Tools for working on GHC

Posted on June 11, 2019

In the old days of the Make build system, the only reliable IDE-like feature which was useful whilst working on GHC was a tags file. Even loading GHC into GHCi was not easily possible, the most simple of interactive development workflows. Thankfully now times are changing, there are now build targets to start a GHCi session which enables developers to use tooling such as ghcid or vscode-ghc-simple. Something which is quite important when working on a project with over 500 modules!

In this post we’ll briefly describe some recent advancements in developer tooling which have been made possible by the move to Hadrian.


The first target allows a developer to load GHC into GHCi. The -fno-code option is used which means that you can’t evaluate any expressions. It is useful for rapid feedback.


ghcid can be used whilst working on ghc by invoking the ./hadrian/ target.

There is a .ghcid file included in the repo which includes some basic settings instructing .ghcid to reload the session if hadrian/ changes. It might also be useful to add further directories here so that working with the many components of ghc is seamless.


Once you have a working ghci target then in theory it becomes possible to use all other tooling with your build system. I realised that it would be possible to get haskell-ide-engine working with ghc but it required a very significant refactor.

As a result, the branch can’t easily be merged back into the main repo but once it is merged then haskell-ide-engine will be more flexible and target agnostic.

Future work: running :main

A final goal is to be able to run GHC’s main function from inside the interpreter. In order to do this it’s necessary to interpret the code rather than pass -fno-code. With some modifications to the ./hadrian/ script and patches by Michael Sloan we have been able to load load ghc into GHCi in the interpreted mode.

Unfortunately, this isn’t enough as in order to build programs with HEAD you also need to build libraries such as base with HEAD. The way around this is to first compile stage2 and then use the stage2 compiler to launch GHCi and load GHC into that. Then the libraries will be the correct versions and can be used to compile other modules.

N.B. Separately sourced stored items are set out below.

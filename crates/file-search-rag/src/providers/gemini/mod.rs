//! Gemini API provider
//!
//! - Files API for document upload
//! - File Search Stores for indexing and import operations
//! - `generateContent` with the `fileSearch` tool for grounded answers

mod auth;
mod client;

pub use client::GeminiClient;
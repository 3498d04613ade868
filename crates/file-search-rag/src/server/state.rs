//! Application state for the chat server

use std::sync::Arc;

use crate::generation::ChatDispatcher;
use crate::providers::LlmProvider;
use crate::registry::StoreRegistry;

/// Shared application state
#[derive(Clone)]
pub struct AppState {
    inner: Arc<AppStateInner>,
}

struct AppStateInner {
    /// Store ids, fixed for the life of the process
    registry: StoreRegistry,
    /// Grounded chat dispatcher
    dispatcher: ChatDispatcher,
}

impl AppState {
    /// Create new application state
    pub fn new(registry: StoreRegistry, llm: Arc<dyn LlmProvider>) -> Self {
        tracing::info!(
            "Chat state ready ({} of 3 stores initialized, llm: {} / {})",
            registry.initialized_count(),
            llm.name(),
            llm.model()
        );

        Self {
            inner: Arc::new(AppStateInner {
                registry,
                dispatcher: ChatDispatcher::new(llm),
            }),
        }
    }

    /// Get the store registry
    pub fn registry(&self) -> &StoreRegistry {
        &self.inner.registry
    }

    /// Get the chat dispatcher
    pub fn dispatcher(&self) -> &ChatDispatcher {
        &self.inner.dispatcher
    }
}
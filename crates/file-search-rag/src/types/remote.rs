//! Resources owned by the Gemini API (files, stores, long-running operations)

use serde::{Deserialize, Serialize};

/// An uploaded file
#[derive(Debug, Clone, Default, PartialEq, Serialize, Deserialize)]
#[serde(rename_all = "camelCase")]
pub struct RemoteFile {
    /// Resource name, e.g. `files/businessbook`
    pub name: String,
    #[serde(default)]
    pub display_name: Option<String>,
    #[serde(default)]
    pub mime_type: Option<String>,
    /// Serialized as a string by the API (int64)
    #[serde(default)]
    pub size_bytes: Option<String>,
    /// Base64 encoded SHA-256 of the uploaded bytes
    #[serde(default)]
    pub sha256_hash: Option<String>,
    #[serde(default)]
    pub state: Option<String>,
}

/// A file search store
#[derive(Debug, Clone, Default, PartialEq, Serialize, Deserialize)]
#[serde(rename_all = "camelCase")]
pub struct FileSearchStore {
    /// Resource name, e.g. `fileSearchStores/abc123`
    pub name: String,
    #[serde(default)]
    pub display_name: Option<String>,
    #[serde(default)]
    pub create_time: Option<String>,
}

/// Status attached to a failed operation
#[derive(Debug, Clone, Default, PartialEq, Serialize, Deserialize)]
pub struct OperationStatus {
    #[serde(default)]
    pub code: Option<i32>,
    #[serde(default)]
    pub message: Option<String>,
}

/// Handle of a long-running import
#[derive(Debug, Clone, Default, PartialEq, Serialize, Deserialize)]
pub struct Operation {
    pub name: String,
    #[serde(default)]
    pub done: bool,
    #[serde(default)]
    pub error: Option<OperationStatus>,
}

impl Operation {
    /// Error message if the operation finished unsuccessfully
    pub fn failure(&self) -> Option<String> {
        self.error.as_ref().map(|status| {
            format!(
                "{} (code {})",
                status.message.as_deref().unwrap_or("unknown error"),
                status.code.unwrap_or_default()
            )
        })
    }
}
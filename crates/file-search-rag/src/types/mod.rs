//! Core types for the file search backend

pub mod chat;
pub mod domain;
pub mod remote;

pub use chat::{ChatRequest, ChatResponse};
pub use domain::{DocumentSpec, Domain};
pub use remote::{FileSearchStore, Operation, OperationStatus, RemoteFile};
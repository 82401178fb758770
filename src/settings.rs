//! Game settings and preferences
//!
//! Persisted as JSON under their own storage key, separate from the personal
//! best.

use serde::{Deserialize, Serialize};

use crate::persistence::KeyValueStore;
use crate::sim::PoolSizes;

/// Quality preset levels
#[derive(Debug, Clone, Copy, PartialEq, Eq, Serialize, Deserialize, Default)]
pub enum QualityPreset {
    Low,
    #[default]
    Medium,
    High,
}

impl QualityPreset {
    pub fn as_str(&self) -> &'static str {
        match self {
            QualityPreset::Low => "Low",
            QualityPreset::Medium => "Medium",
            QualityPreset::High => "High",
        }
    }

    pub fn from_str(s: &str) -> Option<Self> {
        match s.to_lowercase().as_str() {
            "low" => Some(QualityPreset::Low),
            "medium" | "med" => Some(QualityPreset::Medium),
            "high" => Some(QualityPreset::High),
            _ => None,
        }
    }

    /// Preset named by a `quality=` query parameter, e.g. `?quality=low&lang=en`
    pub fn from_query(query: &str) -> Option<Self> {
        query
            .trim_start_matches('?')
            .split('&')
            .filter_map(|pair| pair.split_once('='))
            .find(|(key, _)| *key == "quality")
            .and_then(|(_, value)| Self::from_str(value))
    }

    /// Raindrop pool size for this preset
    pub fn raindrops(&self) -> usize {
        match self {
            QualityPreset::Low => 40,
            QualityPreset::Medium => 100,
            QualityPreset::High => 160,
        }
    }

    /// Cloud pool size for this preset
    pub fn clouds(&self) -> usize {
        match self {
            QualityPreset::Low => 3,
            QualityPreset::Medium => 5,
            QualityPreset::High => 7,
        }
    }
}

/// Game settings/preferences
#[derive(Debug, Clone, PartialEq, Serialize, Deserialize)]
#[serde(default)]
pub struct Settings {
    /// Graphics quality preset
    pub quality: QualityPreset,

    // === Visual Effects ===
    /// Animated highlights along the water surface
    pub water_waves: bool,
    /// Glints on the water surface
    pub sparkles: bool,
    /// Grass blades sway over time
    pub grass_sway: bool,
    /// "HEAVY RAIN!" banner when a storm starts
    pub rain_banner: bool,

    // === HUD ===
    /// Show FPS counter
    pub show_fps: bool,

    // === Audio ===
    /// Master volume (0.0 - 1.0)
    pub master_volume: f32,
    pub muted: bool,

    // === Accessibility ===
    /// Reduced motion (freezes waves, sparkles and grass)
    pub reduced_motion: bool,
}

impl Default for Settings {
    fn default() -> Self {
        Self {
            quality: QualityPreset::Medium,

            water_waves: true,
            sparkles: true,
            grass_sway: true,
            rain_banner: true,

            show_fps: false,

            master_volume: 0.8,
            muted: false,

            reduced_motion: false,
        }
    }
}

impl Settings {
    /// Storage key
    pub const STORAGE_KEY: &'static str = "mine_flood_settings";

    /// Create settings from a quality preset (applies preset defaults)
    pub fn from_preset(preset: QualityPreset) -> Self {
        let mut settings = Self::default();
        settings.apply_preset(preset);
        settings
    }

    /// Apply a quality preset (updates quality-dependent settings)
    pub fn apply_preset(&mut self, preset: QualityPreset) {
        self.quality = preset;

        // Low preset drops the per-column surface effects
        if preset == QualityPreset::Low {
            self.sparkles = false;
            self.water_waves = false;
        }
    }

    /// Weather pool sizes for the chosen preset
    pub fn pool_sizes(&self) -> PoolSizes {
        PoolSizes {
            raindrops: self.quality.raindrops(),
            clouds: self.quality.clouds(),
        }
    }

    /// Volume actually applied to sound effects
    pub fn effective_volume(&self) -> f32 {
        if self.muted {
            0.0
        } else {
            self.master_volume.clamp(0.0, 1.0)
        }
    }

    /// Load settings, falling back to defaults on a missing or unreadable entry
    pub fn load(store: &impl KeyValueStore) -> Self {
        match store.get(Self::STORAGE_KEY) {
            Some(json) => match serde_json::from_str(&json) {
                Ok(settings) => {
                    log::info!("Loaded settings");
                    settings
                }
                Err(e) => {
                    log::warn!("Ignoring unreadable settings: {}", e);
                    Self::default()
                }
            },
            None => {
                log::info!("Using default settings");
                Self::default()
            }
        }
    }

    pub fn save(&self, store: &mut impl KeyValueStore) {
        match serde_json::to_string(self) {
            Ok(json) => {
                store.set(Self::STORAGE_KEY, &json);
                log::info!("Settings saved");
            }
            Err(e) => log::warn!("Failed to serialize settings: {}", e),
        }
    }
}
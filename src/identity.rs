//! Player identity
//!
//! A connected wallet address, or anonymous play when no provider is
//! installed or the player has not connected.

use crate::shorten_address;

/// Label stored and displayed for players without a wallet
pub const ANONYMOUS: &str = "Anonymous";

#[derive(Debug, Clone, PartialEq, Eq, Default)]
pub enum Identity {
    Wallet(String),
    #[default]
    Anonymous,
}

impl Identity {
    /// Identity for a provider account list: the first non-empty address wins
    pub fn from_accounts(accounts: &[String]) -> Option<Identity> {
        accounts
            .iter()
            .map(|a| a.trim())
            .find(|a| !a.is_empty())
            .map(|a| Identity::Wallet(a.to_string()))
    }

    pub fn is_connected(&self) -> bool {
        matches!(self, Identity::Wallet(_))
    }

    /// Value sent as `wallet` in score submissions
    pub fn wallet_str(&self) -> &str {
        match self {
            Identity::Wallet(address) => address,
            Identity::Anonymous => ANONYMOUS,
        }
    }

    /// `0x1234...abcd` style label for the wallet status line
    pub fn short_label(&self) -> String {
        match self {
            Identity::Wallet(address) => shorten_address(address),
            Identity::Anonymous => ANONYMOUS.to_string(),
        }
    }
}

/// What to do when the provider reports a new account list
#[derive(Debug, Clone, PartialEq, Eq)]
pub enum AccountChange {
    /// The wallet disconnected; stop the run and show the connect screen
    Disconnected,
    /// A different (or the same) account is active; restart with it
    Switched(Identity),
}

impl AccountChange {
    pub fn from_accounts(accounts: &[String]) -> Self {
        match Identity::from_accounts(accounts) {
            Some(identity) => AccountChange::Switched(identity),
            None => AccountChange::Disconnected,
        }
    }
}

#[cfg(test)]
mod tests {
    use super::*;

    const ADDR: &str = "0xAbCdEf0123456789aBcDeF0123456789AbCdEf01";

    #[test]
    fn test_first_account_wins() {
        let accounts = vec![String::new(), ADDR.to_string(), "0xother".to_string()];
        assert_eq!(
            Identity::from_accounts(&accounts),
            Some(Identity::Wallet(ADDR.to_string()))
        );
        assert_eq!(Identity::from_accounts(&[]), None);
    }

    #[test]
    fn test_anonymous_labels() {
        let anon = Identity::default();
        assert!(!anon.is_connected());
        assert_eq!(anon.wallet_str(), "Anonymous");
        assert_eq!(anon.short_label(), "Anonymous");
    }

    #[test]
    fn test_wallet_labels() {
        let id = Identity::Wallet(ADDR.to_string());
        assert_eq!(id.wallet_str(), ADDR);
        assert_eq!(id.short_label(), "0xAbCd...Ef01");
    }

    #[test]
    fn test_accounts_changed() {
        assert_eq!(AccountChange::from_accounts(&[]), AccountChange::Disconnected);
        assert_eq!(
            AccountChange::from_accounts(&[ADDR.to_string()]),
            AccountChange::Switched(Identity::Wallet(ADDR.to_string()))
        );
    }
}
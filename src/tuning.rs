//! Data-driven game balance
//!
//! Every gameplay rate lives here so a run can be rebalanced from JSON
//! without touching the simulation.

use serde::{Deserialize, Serialize};

use crate::persistence::KeyValueStore;

/// Gameplay tuning knobs
#[derive(Debug, Clone, PartialEq, Serialize, Deserialize)]
#[serde(default)]
pub struct Tuning {
    // === Water ===
    /// Base water rise (pixels/s) before difficulty and rain
    pub water_rise_speed: f32,
    /// Water removed by one pump stroke (pixels)
    pub pump_power: f32,
    /// Seconds between accepted pump strokes
    pub pump_cooldown: f32,

    // === Difficulty ===
    /// `1 + (t * rate)^exponent`
    pub difficulty_rate: f32,
    pub difficulty_exponent: f32,

    // === Rain ===
    /// Chance per frame (not per second) that a rain event starts
    pub rain_chance_per_frame: f64,
    /// Rain event length (ms)
    pub rain_duration_ms: f32,
    /// Water rise multiplier while raining
    pub rain_water_multiplier: f32,
    /// Banner shows for the first part of a rain event (ms)
    pub rain_banner_ms: f32,

    // === Ambience ===
    pub sky_darkness_rate: f32,
    pub sky_darkness_max: f32,
    pub cloud_darkness_rate: f32,
    pub cloud_darkness_max: f32,

    // === Frame loop ===
    /// Largest delta a single frame may simulate (s)
    pub max_frame_dt: f32,
    /// Forced first frame on start/restart (s)
    pub start_nudge_dt: f32,

    // === Score service ===
    pub submit_retries: u32,
    pub submit_retry_delay_ms: u32,
    pub leaderboard_size: usize,
}

impl Default for Tuning {
    fn default() -> Self {
        Self {
            water_rise_speed: 80.0,
            pump_power: 80.0,
            pump_cooldown: 0.05,

            difficulty_rate: 0.08,
            difficulty_exponent: 1.2,

            rain_chance_per_frame: 0.002,
            rain_duration_ms: 2000.0,
            rain_water_multiplier: 2.0,
            rain_banner_ms: 500.0,

            sky_darkness_rate: 2.0,
            sky_darkness_max: 0.5,
            cloud_darkness_rate: 3.0,
            cloud_darkness_max: 0.8,

            max_frame_dt: 0.1,
            start_nudge_dt: 0.016,

            submit_retries: 3,
            submit_retry_delay_ms: 1000,
            leaderboard_size: 10,
        }
    }
}

impl Tuning {
    /// Storage key of an optional balance override
    pub const STORAGE_KEY: &'static str = "mine_flood_tuning";

    /// Parse tuning from JSON; missing fields keep their defaults
    pub fn from_json(json: &str) -> Result<Self, serde_json::Error> {
        serde_json::from_str(json)
    }

    /// Stored override if present and readable, otherwise the defaults
    pub fn load(store: &impl KeyValueStore) -> Self {
        let Some(json) = store.get(Self::STORAGE_KEY) else {
            return Self::default();
        };
        match Self::from_json(&json) {
            Ok(tuning) => {
                log::info!("Loaded tuning override");
                tuning
            }
            Err(e) => {
                log::warn!("Ignoring unreadable tuning override: {}", e);
                Self::default()
            }
        }
    }
}
//! Colour tables for the scene and the miner

use super::framebuffer::Rgba;

// Sky
pub const SKY: Rgba = Rgba::hex(0x87CEEB);

// Ground
pub const GROUND: Rgba = Rgba::hex(0x8B4513);
pub const GROUND_DARK: Rgba = Rgba::hex(0x6E3C1E);
pub const DIRT: Rgba = Rgba::hex(0x654321);
pub const DIRT_DARK: Rgba = Rgba::hex(0x4A3219);

// Timber
pub const SUPPORT: Rgba = Rgba::hex(0x4A3728);
pub const SUPPORT_LIGHT: Rgba = Rgba::hex(0x5D483A);

// Water
pub const WATER: Rgba = Rgba::hex(0x3498DB);
pub const WATER_LIGHT: Rgba = Rgba::hex(0x5DADE2);
pub const WATER_DARK: Rgba = Rgba::hex(0x2874A6);
pub const WATER_SPARKLE: Rgba = Rgba::WHITE;

// Pump
pub const PUMP: Rgba = Rgba::hex(0x7F8C8D);
pub const PUMP_DARK: Rgba = Rgba::hex(0x626567);
pub const PUMP_LIGHT: Rgba = Rgba::hex(0x95A5A6);
pub const HANDLE_READY: Rgba = Rgba::hex(0xC0392B);
pub const HANDLE_READY_LIGHT: Rgba = Rgba::hex(0xE74C3C);

// Gold veins
pub const GOLD: Rgba = Rgba::hex(0xFFD700);
pub const GOLD_DARK: Rgba = Rgba::hex(0xB8860B);
pub const GOLD_LIGHT: Rgba = Rgba::hex(0xFFF380);

// Grass
pub const GRASS: Rgba = Rgba::hex(0x2ECC71);
pub const GRASS_DARK: Rgba = Rgba::hex(0x27AE60);
pub const GRASS_LIGHT: Rgba = Rgba::hex(0x82E0AA);

// Weather
pub const RAIN_STREAK: Rgba = Rgba::new(155, 195, 255, 128);

/// Miner sprite colours
pub mod miner {
    use super::Rgba;

    pub const SKIN: Rgba = Rgba::hex(0xFFD0A1);
    pub const SKIN_SHADOW: Rgba = Rgba::hex(0xE6B088);
    pub const SKIN_HIGHLIGHT: Rgba = Rgba::hex(0xFFE4C4);
    pub const SHIRT: Rgba = Rgba::hex(0x2980B9);
    pub const SHIRT_SHADOW: Rgba = Rgba::hex(0x1A5276);
    pub const SHIRT_HIGHLIGHT: Rgba = Rgba::hex(0x3498DB);
    pub const PANTS: Rgba = Rgba::hex(0x34495E);
    pub const PANTS_SHADOW: Rgba = Rgba::hex(0x2C3E50);
    pub const PANTS_HIGHLIGHT: Rgba = Rgba::hex(0x415B76);
    pub const BOOTS: Rgba = Rgba::hex(0x4A4A4A);
    pub const BOOTS_SHADOW: Rgba = Rgba::hex(0x353535);
    pub const BOOTS_HIGHLIGHT: Rgba = Rgba::hex(0x5C5C5C);
    pub const HELMET: Rgba = Rgba::hex(0xF1C40F);
    pub const HELMET_SHADOW: Rgba = Rgba::hex(0xD4AC0D);
    pub const HELMET_HIGHLIGHT: Rgba = Rgba::hex(0xF4D03F);
    pub const LAMP: Rgba = Rgba::WHITE;
    pub const LAMP_GLOW: Rgba = Rgba::hex(0xFFF7B3);
    pub const BELT: Rgba = Rgba::hex(0x784212);
    pub const BUCKLE: Rgba = Rgba::hex(0xB7950B);
    pub const EYE: Rgba = Rgba::BLACK;
    pub const EYE_GLINT: Rgba = Rgba::WHITE;
}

A few months ago I got this working but since then it seems that the workflow has been broken. It’s a bit unfortunate that you have to jump through so many hoops in order to compile even a simple module but this is a unavoidable consequence of how GHC compiles and uses modules.

GHCi Debugger

Once you can execute :main, you can also use the GHCi debugger to debug GHC itself! This works without any problems but until you can use :main to compile programs then its of limited utility. I used the debugger to find the original reason why :main was failing whe compiling a program.